Good God, this city
is a hell on earth.
I had been warned, both by guidebooks and other travelers
that Calcutta is a city like no other. But nothing had
prepared me for today. I don’t imagine anything could have.
I awoke early, and left the hotel after a breakfast of tea
and toast in the humidity of the dining room here. It was
just too hot to even think about swallowing the runny eggs
and tomato slices I was offered. And this was only seven
o’clock in the morning.
My goal was a bank a few blocks away, where I hoped to be
able to use the ATM to get some cash to pay for my train
ticket to Darjeeling.
In the street in front the hotel, the poor of Calcutta were
just beginning to stir. Some still stretched out on the
dirty sidewalk, others were washing themselves at the
scattered hand pumps that bring water to the people living
on the streets. As I approached the wide avenue where the
bank was, a huge pile of rotting garbage had been dumped in
the middle of the street, and some ten or so people were
raking it over with sticks and metal rods, looking for
anything salvageable or edible.
It was already unbearably hot, and the humidity and the
overpowering stench of the garbage made my head spin. Every
twenty feet or so some beggar worked me, either a woman
with a sickly child or a man with some missing limb or eye.
Their efforts were half-hearted. If I didn’t respond they
quickly left me. But if I reached into my pocket for a coin
or small bill, I was instantly surrounded and prodded for
more.
I learned quickly not to give. Turn my eye and pretend not
to notice. Walk faster until only my self-loathing could
keep up with me.
Out on the avenue the choking exhaust from the traffic
burned my eyes. Dilapidated buses packed with people spewed
thick black clouds and their unmuffled engines roared. Cars
and motorcycles wove in and around them with their horns
constantly blaring. People walking by me on the sidewalk
seemed to glare at me as they passed, as if they were
silently rebuking me for the revulsion I was feeling about
the place where they lived.
I can’t get out of here fast enough.
I made it to the bank and got some cash, and hoping to
avoid the gantlet of beggars, took an alternate route back
to the hotel, to no avail. This is a city of beggars.
Once back at the hotel I hired a taxi driver to take me
across town to the Indian Railway office for foreigners.
The IR has what they call a tourist quota, which guarantees
some seats on all the major trains for foreigners. I was
hoping to snag one of those seats on the overnight train
leaving this evening.
But when I got there, all that was available was a
2nd-class hard seat ticket, no sleeper, either in 1st or
2nd class. The first sleeper ticket wasn’t available until
the 11th, two days before I was scheduled to leave Calcutta
and begin the series of flights back home.
Hard seat on an overnight train was not an option I was
willing to entertain. I have already done enough hard seat
time on this trip. And waiting until the 11th wouldn’t work
for me either. That would mean staying in this apocalypse
of a city for six days, and leave me with only one day in
Darjeeling.
So I reluctantly left the railway office without a ticket.

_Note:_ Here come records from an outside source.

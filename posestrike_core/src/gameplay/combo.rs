use crate::config::GameConfig;

#[derive(Debug, Clone, Copy, PartialEq, Eq)]
pub enum ComboState {
    /// No match inside the combo window. Scores like a multiplier of 1.
    Idle,
    Combo(u32),
}

impl ComboState {
    pub fn multiplier(self) -> u32 {
        match self {
            ComboState::Idle => 1,
            ComboState::Combo(m) => m,
        }
    }
}

#[derive(Debug, Clone, Copy, PartialEq, Eq)]
pub struct MatchOutcome {
    pub multiplier: u32,
    pub gain: u32,
    pub score: u32,
}

pub struct ComboScorer {
    pub state: ComboState,
    pub score: u32,
    pub last_match_time: Option<f64>,

    // Seconds between matches that keep a combo alive
    pub combo_window: f64,
    pub max_combo: u32,
    pub base_gain: u32,
}

impl Default for ComboScorer {
    fn default() -> Self {
        Self {
            state: ComboState::Idle,
            score: 0,
            last_match_time: None,
            combo_window: 5.0,
            max_combo: 5,
            base_gain: 1,
        }
    }
}

impl ComboScorer {
    pub fn new() -> Self {
        Self::default()
    }

    pub fn from_config(config: &GameConfig) -> Self {
        Self {
            combo_window: config.combo_window_secs,
            max_combo: config.max_combo.max(1),
            base_gain: config.base_gain,
            ..Self::default()
        }
    }

    pub fn multiplier(&self) -> u32 {
        self.state.multiplier()
    }

    fn within_window(&self, now: f64) -> bool {
        self.last_match_time
            .is_some_and(|last| now - last < self.combo_window)
    }

    /// Registers a match at `now` and credits `base_gain * multiplier`.
    ///
    /// Inside the window an active combo steps up by one and wraps back to 1
    /// past `max_combo`; otherwise the combo restarts at 1.
    pub fn record_match(&mut self, now: f64) -> MatchOutcome {
        let multiplier = match self.state {
            ComboState::Combo(m) if self.within_window(now) => m
                .checked_add(1)
                .filter(|&next| next <= self.max_combo)
                .unwrap_or(1),
            _ => 1,
        };

        let gain = self.base_gain.saturating_mul(multiplier);
        self.state = ComboState::Combo(multiplier);
        self.last_match_time = Some(now);
        self.score = self.score.saturating_add(gain);

        MatchOutcome {
            multiplier,
            gain,
            score: self.score,
        }
    }

    /// Drops an expired combo back to idle. Returns the new multiplier only
    /// when a transition happened, so callers notify once per expiry.
    pub fn expire(&mut self, now: f64) -> Option<u32> {
        match (self.state, self.last_match_time) {
            (ComboState::Combo(_), Some(last)) if now - last >= self.combo_window => {
                self.state = ComboState::Idle;
                Some(self.state.multiplier())
            }
            _ => None,
        }
    }
}
//! Line-oriented writer for index documents
//!
//! Document layout:
//!
//! ```text
//! directories: 1, files: 2, size: 3.00KB      <- placeholder, rewritten last
//! |—docs
//! |  |—sub
//! |  |  |  b.txt (2.00KB)
//! |  |  a.txt (1.00KB)
//! ```
//!
//! The first line is reserved as a run of spaces and overwritten in place once
//! the totals are known, so the sink must be seekable.

use std::io::{self, Seek, SeekFrom, Write};
use std::path::{Path, PathBuf};

use crate::format::format_size;
use crate::stats::Aggregate;

/// Width of the reserved header line (excluding the newline).
pub const HEADER_WIDTH: usize = 90;

/// Indent unit repeated once per level.
pub const INDENT: &str = "|  ";

/// Marker placed before a directory name.
pub const BRANCH: &str = "|—";

/// Location reported for sinks that were not given one.
const UNNAMED_SINK: &str = "<index>";

/// Writes index lines into a seekable sink.
pub struct IndexWriter<W: Write + Seek> {
    inner: W,
    location: PathBuf,
    lines: usize,
}

impl<W: Write + Seek> IndexWriter<W> {
    /// Start a document by writing the reserved header line.
    pub fn new(mut inner: W) -> io::Result<Self> {
        writeln!(inner, "{}", " ".repeat(HEADER_WIDTH))?;
        Ok(Self {
            inner,
            location: PathBuf::from(UNNAMED_SINK),
            lines: 1,
        })
    }

    /// Name the file behind the sink, used when reporting write errors.
    pub fn with_location(mut self, location: impl Into<PathBuf>) -> Self {
        self.location = location.into();
        self
    }

    pub fn location(&self) -> &Path {
        &self.location
    }

    /// Directory line: `level - 1` indents, the branch marker, then the name.
    pub fn write_dir(&mut self, level: usize, name: &str) -> io::Result<()> {
        writeln!(
            self.inner,
            "{}{}{}",
            INDENT.repeat(level.saturating_sub(1)),
            BRANCH,
            name
        )?;
        self.lines += 1;
        Ok(())
    }

    /// File line for a file inside a directory at `level`.
    pub fn write_file(&mut self, level: usize, name: &str, size: u64) -> io::Result<()> {
        writeln!(
            self.inner,
            "{}{} ({})",
            INDENT.repeat(level + 1),
            name,
            format_size(size)
        )?;
        self.lines += 1;
        Ok(())
    }

    /// Lines written so far, header included.
    pub fn lines(&self) -> usize {
        self.lines
    }

    /// Overwrite the header with the summary and hand back the sink.
    pub fn finish(mut self, aggregate: &Aggregate) -> io::Result<W> {
        let summary = aggregate.summary();
        debug_assert!(summary.len() <= HEADER_WIDTH);

        self.inner.seek(SeekFrom::Start(0))?;
        write!(self.inner, "{:<width$}", summary, width = HEADER_WIDTH)?;
        self.inner.seek(SeekFrom::End(0))?;
        self.inner.flush()?;
        Ok(self.inner)
    }
}

#[cfg(test)]
mod tests {
    use super::*;
    use std::io::Cursor;

    #[test]
    fn test_header_is_reserved_then_rewritten() {
        let mut writer = IndexWriter::new(Cursor::new(Vec::new())).unwrap();
        writer.write_dir(1, "docs").unwrap();
        writer.write_file(1, "a.txt", 1024).unwrap();
        assert_eq!(writer.lines(), 3);

        let mut aggregate = Aggregate::new();
        aggregate.record_file(1024);
        let text = String::from_utf8(writer.finish(&aggregate).unwrap().into_inner()).unwrap();
        let lines: Vec<&str> = text.lines().collect();

        assert_eq!(lines[0].trim_end(), "directories: 0, files: 1, size: 1.00KB");
        assert_eq!(lines[0].len(), HEADER_WIDTH);
        assert_eq!(lines[1], "|—docs");
        assert_eq!(lines[2], "|  |  a.txt (1.00KB)");
    }

    #[test]
    fn test_indentation_by_level() {
        let mut writer = IndexWriter::new(Cursor::new(Vec::new())).unwrap();
        writer.write_dir(3, "deep").unwrap();
        writer.write_file(3, "x", 1).unwrap();
        let text = String::from_utf8(writer.finish(&Aggregate::new()).unwrap().into_inner()).unwrap();
        let lines: Vec<&str> = text.lines().collect();
        assert_eq!(lines[1], "|  |  |—deep");
        assert_eq!(lines[2], "|  |  |  |  x (1B)");
    }

    #[test]
    fn test_largest_summary_fits_header() {
        let aggregate = Aggregate {
            files: u64::MAX,
            directories: u64::MAX,
            total_size: u64::MAX,
        };
        assert!(aggregate.summary().len() <= HEADER_WIDTH);
    }
}
//! Store backends
//!
//! The commands only talk to a store through two traits:
//!
//! - `RemoteStore`: list a directory, search below a directory, create share links
//! - `Transfer`: upload local files into a remote directory
//!
//! This keeps the traversal and rendering code independent of where the tree
//! actually lives. Two backends ship with the crate:
//!
//! - `LocalStore`: a local directory (e.g. a mounted or synced drive) acting as the remote root
//! - `MemoryStore`: an in-memory tree for tests and benchmarks

mod local;
mod memory;

use std::path::PathBuf;

use crate::entry::{EntryList, OrderOptions, ShareOptions, ShareResult, UploadPolicy};
use crate::error::StoreResult;

pub use local::LocalStore;
pub use memory::MemoryStore;

/// Directory listing, search and sharing operations of a remote store.
pub trait RemoteStore {
    /// List the direct children of a directory.
    ///
    /// `order` of `None` means the store's default order.
    fn list(&self, path: &str, order: Option<&OrderOptions>) -> StoreResult<EntryList>;

    /// Find entries whose name contains `keyword` below `path`.
    fn search(&self, path: &str, keyword: &str, recursive: bool) -> StoreResult<EntryList>;

    /// Create a share link for the given paths.
    fn share(&self, paths: &[String], options: &ShareOptions) -> StoreResult<ShareResult>;
}

/// Upload operations of a remote store.
pub trait Transfer {
    /// Copy local files into the remote directory `remote_dir`.
    fn upload(&self, files: &[PathBuf], remote_dir: &str, policy: UploadPolicy)
    -> StoreResult<()>;
}

/// Case-insensitive keyword match used by the bundled backends.
pub(crate) fn name_matches(name: &str, keyword: &str) -> bool {
    name.to_lowercase().contains(&keyword.to_lowercase())
}

/// Derive a short share password from a seed.
pub(crate) fn share_password(seed: u64) -> String {
    const ALPHABET: &[u8] = b"abcdefghijkmnpqrstuvwxyz23456789";
    let mut n = seed;
    (0..4)
        .map(|_| {
            let c = ALPHABET[(n % ALPHABET.len() as u64) as usize] as char;
            n /= ALPHABET.len() as u64;
            c
        })
        .collect()
}

#[cfg(test)]
mod tests {
    use super::*;

    #[test]
    fn test_name_matches_ignores_case() {
        assert!(name_matches("Report.PDF", "report"));
        assert!(name_matches("report.pdf", "PDF"));
        assert!(!name_matches("notes.txt", "report"));
    }

    #[test]
    fn test_share_password_is_stable() {
        assert_eq!(share_password(42), share_password(42));
        assert_eq!(share_password(42).len(), 4);
        assert_ne!(share_password(1), share_password(2));
    }
}
//! Human-readable formatting for sizes and timestamps

use chrono::{DateTime, Local, Utc};

const KB: u64 = 1024;
const MB: u64 = KB * 1024;
const GB: u64 = MB * 1024;
const TB: u64 = GB * 1024;
const PB: u64 = TB * 1024;
const EB: u64 = PB * 1024;

/// Format a size in bytes using binary multiples with two decimals.
///
/// Sizes below one kilobyte are printed as whole bytes (`500B`), everything
/// else as e.g. `1.00KB`, `2.50MB`.
pub fn format_size(bytes: u64) -> String {
    let (unit, divisor) = if bytes >= EB {
        ("EB", EB)
    } else if bytes >= PB {
        ("PB", PB)
    } else if bytes >= TB {
        ("TB", TB)
    } else if bytes >= GB {
        ("GB", GB)
    } else if bytes >= MB {
        ("MB", MB)
    } else if bytes >= KB {
        ("KB", KB)
    } else {
        return format!("{}B", bytes);
    };

    format!("{:.2}{}", bytes as f64 / divisor as f64, unit)
}

/// Format a timestamp in local time, e.g. `2024-03-01 14:05:09`.
pub fn format_time(time: &DateTime<Utc>) -> String {
    time.with_timezone(&Local)
        .format("%Y-%m-%d %H:%M:%S")
        .to_string()
}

I did have a contingency plan, though, in case the train
option didn’t pan out. And to be honest, the idea of an
overnight train in India, even a 1st class sleeper, had
lost some of the luster with which I viewed it from the
comfort of my home.
I asked the taxi driver to take me to the Indian Airlines
ticket office. The airline doesn’t fly to Darjeeling, but
to a town about 2 hours away called Bagdogra, and from
there I was sure I could hire a driver to run me up to
Darjeeling, or as a last resort, take the bus.
But Indian Airlines doesn’t fly from Calcutta to Bagdogra
every day, and it turned out that my only option was to
wait here for two more days and then return from Darjeeling
on the 12th, the day before I was scheduled to fly to
Bangkok. Given Indian Airline’s reputation for delays and
cancellations, that seemed an awfully risky gambit.
I was stumped. The trip to Darjeeling was second only to
the Kailas trek in my plans, and I never really considered
the possibility that I might not be able to get there. I
tried to think of another option. The bus? No thank you.
I’ve had my fill of third-world buses. What else, what
else?
The lady on the other side of the counter was waiting for
me to make up my mind.
Fuck it! I’m outta here! Would it be possible to move up
the date of my departure to Bangkok, I asked. Yes, she
said, after checking her computer. There is a flight
tomorrow. Please, put me on it, I pleaded.
I can’t get out of here fast enough.